Friday 17 February 2012

It's Blindingly Obvious...

This week I’ve been heavily involved in staff engagement strategy, its importance and impact on an organisation and its objectives, particularly during times of change. As always, I’ve been raising awareness, this time with managers so that they can make positive choices in terms of the strategy they adopt.

Insights on Engagement

The MacLeod/Clarke report to Government 2009 “Engaging for Success” has been a really useful source, and says that engagement: “…at its core is a blindingly obvious but never the less often overlooked truth. If it is how the workforce performs that determines to a large extent whether companies or organisations succeed, then whether or not the workforce is positively encouraged to perform at its best should be a prime consideration for every leader and manager, and be placed at the heart of business strategy.”

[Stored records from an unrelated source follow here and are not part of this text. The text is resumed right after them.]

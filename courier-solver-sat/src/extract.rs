//! Turn assignment and precedence matrices back into routes.

use courier_core::{Route, SolveError};

fn precedes(precedence: &[Vec<bool>], from: usize, to: usize) -> bool {
    from != to
        && precedence
            .get(from)
            .and_then(|row| row.get(to))
            .copied()
            .unwrap_or(false)
}

/// Decode one route per courier.
///
/// Each courier's route starts at its carried item without a predecessor and
/// follows successors until none is left. A courier that carries nothing gets
/// an empty route.
///
/// # Errors
///
/// Returns [`SolveError::MalformedModel`] when a courier carries items but none
/// lacks a predecessor, when the chain revisits an item (so no chain runs
/// past the item count), moves to an item of another courier, or stops
/// before covering every item the courier carries.
///
/// # Examples
/// ```
/// use courier_core::Route;
/// use courier_solver_sat::extract_routes;
///
/// let assignment = vec![vec![true, true, false], vec![false, false, true]];
/// let mut precedence = vec![vec![false; 3]; 3];
/// precedence[1][0] = true;
/// let routes = extract_routes(&assignment, &precedence).expect("well-formed");
/// assert_eq!(routes, vec![Route::new(vec![1, 0]), Route::new(vec![2])]);
/// ```
pub fn extract_routes(
    assignment: &[Vec<bool>],
    precedence: &[Vec<bool>],
) -> Result<Vec<Route>, SolveError> {
    assignment
        .iter()
        .enumerate()
        .map(|(courier, carried)| route_for(courier, carried, precedence))
        .collect()
}

fn route_for(
    courier: usize,
    carried: &[bool],
    precedence: &[Vec<bool>],
) -> Result<Route, SolveError> {
    let malformed = |reason: String| SolveError::MalformedModel { courier, reason };
    let items = carried.len();
    let owned: Vec<usize> = carried
        .iter()
        .enumerate()
        .filter(|(_, held)| **held)
        .map(|(item, _)| item)
        .collect();
    if owned.is_empty() {
        return Ok(Route::empty());
    }
    let Some(start) = owned
        .iter()
        .copied()
        .find(|item| !(0..items).any(|from| precedes(precedence, from, *item)))
    else {
        return Err(malformed("every carried item has a predecessor".to_owned()));
    };

    let mut visited = vec![false; items];
    let mut route = Vec::with_capacity(owned.len());
    let mut next = Some(start);
    while let Some(item) = next {
        match visited.get_mut(item) {
            Some(seen) if *seen => {
                return Err(malformed(format!("item {item} is visited twice")));
            }
            Some(seen) => *seen = true,
            None => return Err(malformed(format!("item {item} is out of range"))),
        }
        if !carried.get(item).copied().unwrap_or(false) {
            return Err(malformed(format!("item {item} belongs to another courier")));
        }
        route.push(item);
        next = (0..items).find(|to| precedes(precedence, item, *to));
    }
    if route.len() != owned.len() {
        return Err(malformed(format!(
            "route covers {} of {} carried items",
            route.len(),
            owned.len()
        )));
    }
    Ok(Route::new(route))
}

Too right it's obvious! Staff engagement can be so simple, yet so often opportunities are missed to create it.

So what is engagement?

The report states that “It is most helpful to see employee engagement as a workplace approach designed to ensure that employees are committed to their organisations goals and values, motivated to contribute to organisational success and are able at the same time to enhance their own sense of well-being.”

So how do we achieve the it? The quote below encapsulates this beautifully:

“Employee engagement strategies enable people to be the best they can at work, recognising that this can only happen if they feel respected, involved, heard, well led and valued by those they work for and with”

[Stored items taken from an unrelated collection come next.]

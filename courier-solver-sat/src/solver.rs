//! `SatSolver` implementation backed by a CaDiCaL oracle.

use std::time::Duration;

use courier_core::{
    Diagnostics, Instance, Solution, SolveError, SolveResponse, SolveStatus, Solver,
};

use crate::{
    CadicalOracle, CardinalityStrategy, Deadline, ModelOptions, Oracle, Progress, SearchReport,
    SearchState, Session, build_model, extract_routes, optimise,
};

/// Configuration for [`SatSolver`].
#[derive(Debug, Clone, PartialEq, Eq)]
pub struct SatSolverConfig {
    /// Skip ordering couriers of equal capacity.
    pub ignore_max_load_symmetry_breaking: bool,
    /// Skip ordering the precedence table against its transpose.
    pub ignore_distance_symmetry_breaking: bool,
    /// Wall-clock budget for building the formula.
    pub constraint_building_timeout: Duration,
    /// Wall-clock budget for the optimisation loop.
    pub solving_timeout: Duration,
    /// At-most-one encoding used by the model.
    pub cardinality_strategy: CardinalityStrategy,
}

impl Default for SatSolverConfig {
    fn default() -> Self {
        Self {
            ignore_max_load_symmetry_breaking: true,
            ignore_distance_symmetry_breaking: true,
            constraint_building_timeout: Duration::from_secs(600),
            solving_timeout: Duration::from_secs(30),
            cardinality_strategy: CardinalityStrategy::default(),
        }
    }
}

impl SatSolverConfig {
    fn model_options(&self) -> ModelOptions {
        ModelOptions {
            strategy: self.cardinality_strategy,
            break_load_symmetry: !self.ignore_max_load_symmetry_breaking,
            break_distance_symmetry: !self.ignore_distance_symmetry_breaking,
        }
    }
}

/// Exact solver that encodes the instance into CNF and tightens the
/// objective bound until the formula becomes unsatisfiable.
///
/// # Examples
/// ```no_run
/// use courier_core::{Instance, SolveStatus, Solver};
/// use courier_solver_sat::SatSolver;
///
/// # fn main() -> Result<(), Box<dyn std::error::Error>> {
/// let instance = Instance::new(
///     vec![10, 10],
///     vec![3, 4, 5],
///     vec![
///         vec![0, 2, 7, 3],
///         vec![2, 0, 4, 6],
///         vec![7, 4, 0, 5],
///         vec![3, 6, 5, 0],
///     ],
/// )?;
/// let response = SatSolver::new().solve(&instance)?;
/// assert_eq!(response.status, SolveStatus::Optimal);
/// assert_eq!(response.objective(), Some(11));
/// # Ok(())
/// # }
/// ```
#[derive(Debug, Clone, Default)]
pub struct SatSolver {
    config: SatSolverConfig,
}

impl SatSolver {
    /// Construct a solver using default configuration.
    pub fn new() -> Self {
        Self::with_config(SatSolverConfig::default())
    }

    /// Construct a solver with explicit configuration.
    pub const fn with_config(config: SatSolverConfig) -> Self {
        Self { config }
    }

    /// The configuration in use.
    pub const fn config(&self) -> &SatSolverConfig {
        &self.config
    }

    /// Solve `instance` using `oracle` as the satisfiability backend.
    ///
    /// The oracle must be fresh: every clause of the session is forwarded to
    /// it.
    ///
    /// # Errors
    ///
    /// Returns [`SolveError::InvalidInstance`] for invalid instances,
    /// [`SolveError::WidthOverflow`] when the distances cannot be encoded,
    /// [`SolveError::MalformedModel`] when a model does not decode into
    /// routes, and [`SolveError::Oracle`] for backend failures.
    pub fn solve_with<O: Oracle + ?Sized>(
        &self,
        instance: &Instance,
        oracle: &mut O,
    ) -> Result<SolveResponse, SolveError> {
        instance.validate()?;
        let build = Deadline::new(self.config.constraint_building_timeout);
        let mut session = Session::new(build);
        let model = match build_model(&mut session, instance, &self.config.model_options())? {
            Progress::Complete(model) => model,
            Progress::Partial { elapsed, .. } => {
                log::warn!("constraint building timed out after {elapsed:?}");
                return Ok(SolveResponse {
                    status: SolveStatus::Unknown,
                    solution: None,
                    diagnostics: Diagnostics {
                        build_time: elapsed,
                        variables: session.variables(),
                        clauses: session.clauses(),
                        ..Diagnostics::default()
                    },
                });
            }
        };
        let build_time = build.elapsed();

        let report = optimise(&mut session, &model, oracle, self.config.solving_timeout)?;
        let status = status_of(&report);
        let solution = report
            .best
            .as_ref()
            .map(|best| {
                let routes = extract_routes(&best.assignment, &best.precedence)?;
                let solution = Solution::from_routes(instance, routes);
                if solution.objective != best.objective {
                    log::warn!(
                        "decoded routes measure {} but the model reported {}",
                        solution.objective,
                        best.objective
                    );
                }
                Ok::<_, SolveError>(solution)
            })
            .transpose()?;
        log::info!(
            "search {} after {} iterations: {status:?}, objective {:?}",
            report.state,
            report.iterations,
            solution.as_ref().map(|found| found.objective)
        );

        Ok(SolveResponse {
            status,
            solution,
            diagnostics: Diagnostics {
                build_time,
                search_time: report.elapsed,
                variables: session.variables(),
                clauses: session.clauses(),
                iterations: report.iterations,
            },
        })
    }
}

const fn status_of(report: &SearchReport) -> SolveStatus {
    match (report.state, report.best.is_some()) {
        (SearchState::Exhausted, true) => SolveStatus::Optimal,
        (SearchState::Exhausted, false) => SolveStatus::Infeasible,
        (_, true) => SolveStatus::Feasible,
        (_, false) => SolveStatus::Unknown,
    }
}

impl Solver for SatSolver {
    fn solve(&self, instance: &Instance) -> Result<SolveResponse, SolveError> {
        self.solve_with(instance, &mut CadicalOracle::new())
    }
}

Sums up better than anything else I have read what staff engagement actually means. If you respect people’s views and values and involve them in planning and creating strategies, discounting nothing until it has been properly debated by you and them, you create the conditions for engagement. People also need to feel that they have been listened to, by leaders who can adjust their style and approach depending on the task, team or individual they are dealing with and who make sure people know that their work and their views matter.

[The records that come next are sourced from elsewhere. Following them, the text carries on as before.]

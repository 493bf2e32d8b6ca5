use crate::image_pipeline::common::error::ConversionError;
use crate::image_pipeline::cv_core::{
    apply_ccm, apply_rgb_gain, bayer_rggb_to_rgb, bayer_rggb_to_rggb, bayer_to_bayer_rggb, normalize,
    rggb_to_bayer_rggb,
};
use crate::image_pipeline::raw_array::{ColorLayout, ElementType, RawArray, Sample};

fn filled<T: Sample>(height: usize, width: usize, channels: usize, layout: ColorLayout, values: &[T]) -> RawArray<'static> {
    let mut array = RawArray::allocate(height, width, channels, T::ELEMENT_TYPE, layout);
    fill(&mut array, values);
    array
}

fn fill<T: Sample>(array: &mut RawArray<'_>, values: &[T]) {
    let [height, width, channels] = array.dims();
    let mut it = values.iter().copied();
    for y in 0..height {
        for x in 0..width {
            for c in 0..channels {
                if let Some(v) = it.next() {
                    array.set(y, x, c, v);
                }
            }
        }
    }
}

/// Byte strides with `pixel_pad` spare bytes after every pixel and
/// `row_pad` after every row.
fn padded_strides(width: usize, channels: usize, dtype: ElementType, pixel_pad: usize, row_pad: usize) -> [usize; 3] {
    let item = dtype.size();
    let pixel = channels * item + pixel_pad;
    [width * pixel + row_pad, pixel, item]
}

/// Bytes needed to back a buffer with the given shape and strides.
fn backing_len(dims: [usize; 3], strides: [usize; 3]) -> usize {
    dims[0] * strides[0]
}
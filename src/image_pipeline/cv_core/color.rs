use super::ensure_rgb_f32;
use crate::image_pipeline::common::error::{ConversionError, Result};
use crate::image_pipeline::raw_array::RawArray;

/// Multiplies every pixel by a row-major 3x3 colour-correction matrix.
///
/// Results are not clamped; the following normalize does that.
pub fn apply_ccm(rgb: &mut RawArray<'_>, ccm: &[f32; 9]) -> Result<()> {
    ensure_rgb_f32(rgb)?;

    for y in 0..rgb.height() {
        for x in 0..rgb.width() {
            let px: [f32; 3] = [rgb.get(y, x, 0), rgb.get(y, x, 1), rgb.get(y, x, 2)];
            for (c, row) in ccm.chunks_exact(3).enumerate() {
                let value = row[0] * px[0] + row[1] * px[1] + row[2] * px[2];
                rgb.set(y, x, c, value);
            }
        }
    }
    Ok(())
}

/// Scales the R, G and B channels by the given white-balance gains.
pub fn apply_rgb_gain(rgb: &mut RawArray<'_>, gains: &[f32; 3]) -> Result<()> {
    ensure_rgb_f32(rgb)?;
    if gains.iter().any(|&g| !(g >= 0.0)) {
        return Err(ConversionError::InvalidParameter(format!(
            "white-balance gains must be non-negative, got {gains:?}"
        )));
    }

    for y in 0..rgb.height() {
        for x in 0..rgb.width() {
            for (c, &gain) in gains.iter().enumerate() {
                let value: f32 = rgb.get(y, x, c);
                rgb.set(y, x, c, value * gain);
            }
        }
    }
    Ok(())
}
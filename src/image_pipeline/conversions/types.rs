//! Decode configuration and output types

use std::fmt;

use crate::image_pipeline::raw::DEFAULT_METADATA_FILE_NAME;

/// Black-to-white code range of the 10-bit sensor the dumps come from.
///
/// The parsed black level is not consulted.
pub const SENSOR_INPUT_RANGE: (f32, f32) = (64.0, 1023.0);

/// Stages of a decode, in execution order
#[derive(Debug, Clone, Copy, PartialEq, Eq, Hash)]
pub enum PipelineStage {
    ReadMetadata,
    ReadRaw,
    CanonicalizePattern,
    Demosaic,
    NormalizeToFloat,
    ColorCorrect,
    WhiteBalance,
    Quantize,
}

impl PipelineStage {
    /// Short identifier used for spans and timings.
    pub fn name(self) -> &'static str {
        match self {
            PipelineStage::ReadMetadata => "read_metadata",
            PipelineStage::ReadRaw => "read_raw",
            PipelineStage::CanonicalizePattern => "canonicalize_pattern",
            PipelineStage::Demosaic => "demosaic",
            PipelineStage::NormalizeToFloat => "normalize_to_float",
            PipelineStage::ColorCorrect => "color_correct",
            PipelineStage::WhiteBalance => "white_balance",
            PipelineStage::Quantize => "quantize",
        }
    }
}

impl fmt::Display for PipelineStage {
    fn fmt(&self, f: &mut fmt::Formatter<'_>) -> fmt::Result {
        let message = match self {
            PipelineStage::ReadMetadata => "Failed to read metadata",
            PipelineStage::ReadRaw => "Failed to read RAW file",
            PipelineStage::CanonicalizePattern => "Failed to convert to bayer RGGB",
            PipelineStage::Demosaic => "Failed to convert to RGB",
            PipelineStage::NormalizeToFloat => "Failed to normalize",
            PipelineStage::ColorCorrect => "Failed to apply ccm",
            PipelineStage::WhiteBalance => "Failed to apply rgb gain",
            PipelineStage::Quantize => "Failed to normalize to u8",
        };
        f.write_str(message)
    }
}

/// Decoded 8-bit RGB image
#[derive(Debug, Clone, PartialEq)]
pub struct RgbImage {
    /// Width of the image in pixels
    pub width: usize,
    /// Height of the image in pixels
    pub height: usize,
    /// Interleaved [R, G, B, R, G, B, ...], rows packed
    pub data: Vec<u8>,
}

impl RgbImage {
    pub fn pixel(&self, x: usize, y: usize) -> Option<[u8; 3]> {
        if x >= self.width || y >= self.height {
            return None;
        }
        let i = (y * self.width + x) * 3;
        Some([self.data[i], self.data[i + 1], self.data[i + 2]])
    }
}

/// Configuration for RAW to RGB decoding
#[derive(Debug, Clone)]
pub struct DecodeConfig {
    /// Sidecar file name, looked up in the raw file's directory
    pub metadata_file_name: String,
    /// Code range mapped onto [0, 1] when converting to float
    pub input_range: (f32, f32),
    /// Whether to check declared dimensions against `max_dimension`
    pub validate_dimensions: bool,
    /// Largest accepted width or height
    pub max_dimension: Option<usize>,
}

impl Default for DecodeConfig {
    fn default() -> Self {
        Self {
            metadata_file_name: DEFAULT_METADATA_FILE_NAME.to_string(),
            input_range: SENSOR_INPUT_RANGE,
            validate_dimensions: true,
            max_dimension: Some(65536),
        }
    }
}

impl DecodeConfig {
    pub fn builder() -> DecodeConfigBuilder {
        DecodeConfigBuilder::default()
    }
}

/// Builder for DecodeConfig
#[derive(Default)]
pub struct DecodeConfigBuilder {
    metadata_file_name: Option<String>,
    input_range: Option<(f32, f32)>,
    validate_dimensions: Option<bool>,
    max_dimension: Option<Option<usize>>,
}

impl DecodeConfigBuilder {
    pub fn metadata_file_name(mut self, name: impl Into<String>) -> Self {
        self.metadata_file_name = Some(name.into());
        self
    }

    pub fn input_range(mut self, min: f32, max: f32) -> Self {
        self.input_range = Some((min, max));
        self
    }

    pub fn validate_dimensions(mut self, validate: bool) -> Self {
        self.validate_dimensions = Some(validate);
        self
    }

    pub fn max_dimension(mut self, max: Option<usize>) -> Self {
        self.max_dimension = Some(max);
        self
    }

    pub fn build(self) -> DecodeConfig {
        let default = DecodeConfig::default();
        DecodeConfig {
            metadata_file_name: self.metadata_file_name.unwrap_or(default.metadata_file_name),
            input_range: self.input_range.unwrap_or(default.input_range),
            validate_dimensions: self.validate_dimensions.unwrap_or(default.validate_dimensions),
            max_dimension: self.max_dimension.unwrap_or(default.max_dimension),
        }
    }
}
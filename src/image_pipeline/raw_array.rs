//! Typed raw buffer module
//!
//! This module provides the strided, ownership-aware 3-D sample buffer that
//! every stage of the decode pipeline reads from and writes into.

mod buffer;
mod sample;
pub mod types;


pub use buffer::RawArray;
pub use sample::Sample;
pub use types::{BayerColor, ColorLayout, ElementType};
use std::path::Path;

use crate::image_pipeline::common::error::Result;
use crate::image_pipeline::raw::types::RawMetadata;
use crate::image_pipeline::raw_array::RawArray;

/// Source of the single-channel U16 Bayer buffer for a capture.
pub trait RawImageReader {
    fn read_raw(&self, path: &Path, metadata: &RawMetadata) -> Result<RawArray<'static>>;
}
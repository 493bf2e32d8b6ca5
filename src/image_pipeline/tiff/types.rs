//! TIFF export configuration types

/// TIFF compression methods
#[derive(Debug, Clone, Copy, PartialEq, Eq)]
pub enum TiffCompression {
    /// No compression (fastest, largest file)
    None,
    /// LZW compression
    Lzw,
    /// Deflate compression - fast level
    DeflateFast,
    /// Deflate compression - balanced
    DeflateBalanced,
    /// Deflate compression - best compression (slower)
    DeflateBest,
}

/// Configuration for RGB to TIFF export
#[derive(Debug, Clone)]
pub struct TiffConfig {
    /// Compression method to use
    pub compression: TiffCompression,
    /// Predictor value for compression (2 for horizontal differencing)
    pub predictor: Option<u16>,
}

impl Default for TiffConfig {
    fn default() -> Self {
        Self {
            compression: TiffCompression::Lzw,
            predictor: Some(2),
        }
    }
}

impl TiffConfig {
    pub fn builder() -> TiffConfigBuilder {
        TiffConfigBuilder::default()
    }
}

/// Builder for TiffConfig
#[derive(Default)]
pub struct TiffConfigBuilder {
    compression: Option<TiffCompression>,
    predictor: Option<Option<u16>>,
}

impl TiffConfigBuilder {
    pub fn compression(mut self, compression: TiffCompression) -> Self {
        self.compression = Some(compression);
        self
    }

    pub fn predictor(mut self, predictor: Option<u16>) -> Self {
        self.predictor = Some(predictor);
        self
    }

    pub fn build(self) -> TiffConfig {
        let default = TiffConfig::default();
        TiffConfig {
            compression: self.compression.unwrap_or(default.compression),
            predictor: self.predictor.unwrap_or(default.predictor),
        }
    }
}
//! Pipeline conversions module
//!
//! This module contains the orchestration that turns a raw Bayer dump and its
//! sidecar metadata into a displayable 8-bit RGB image.

mod raw_to_rgb;
mod timing;
pub mod types;


pub use raw_to_rgb::RawToRgbPipeline;
pub use timing::{PipelineTimings, StepTiming, Timer};
pub use types::{DecodeConfig, DecodeConfigBuilder, PipelineStage, RgbImage, SENSOR_INPUT_RANGE};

It’s not rocket science, but too often managers focus only on task and process, not recognising the need to spend time with their people to achieve success.

“Engagement is about creating opportunities for employees to connect with their colleagues, managers and wider organisation”

Professor Katie Truss

If people have the chance to talk to colleagues, to management and to be informed about wider organisational issues, it prevents them becoming disconnected and feeling that things are being done to them, without their involvement.

I’ve been sharing these truths this week, raising awareness among managers about where their priorities really lie, and the choices they need to make. As always it’s about people choosing to approach their work in new ways to create different better results; changing themselves, not others.

So, a different type of awareness, and a different level of choice.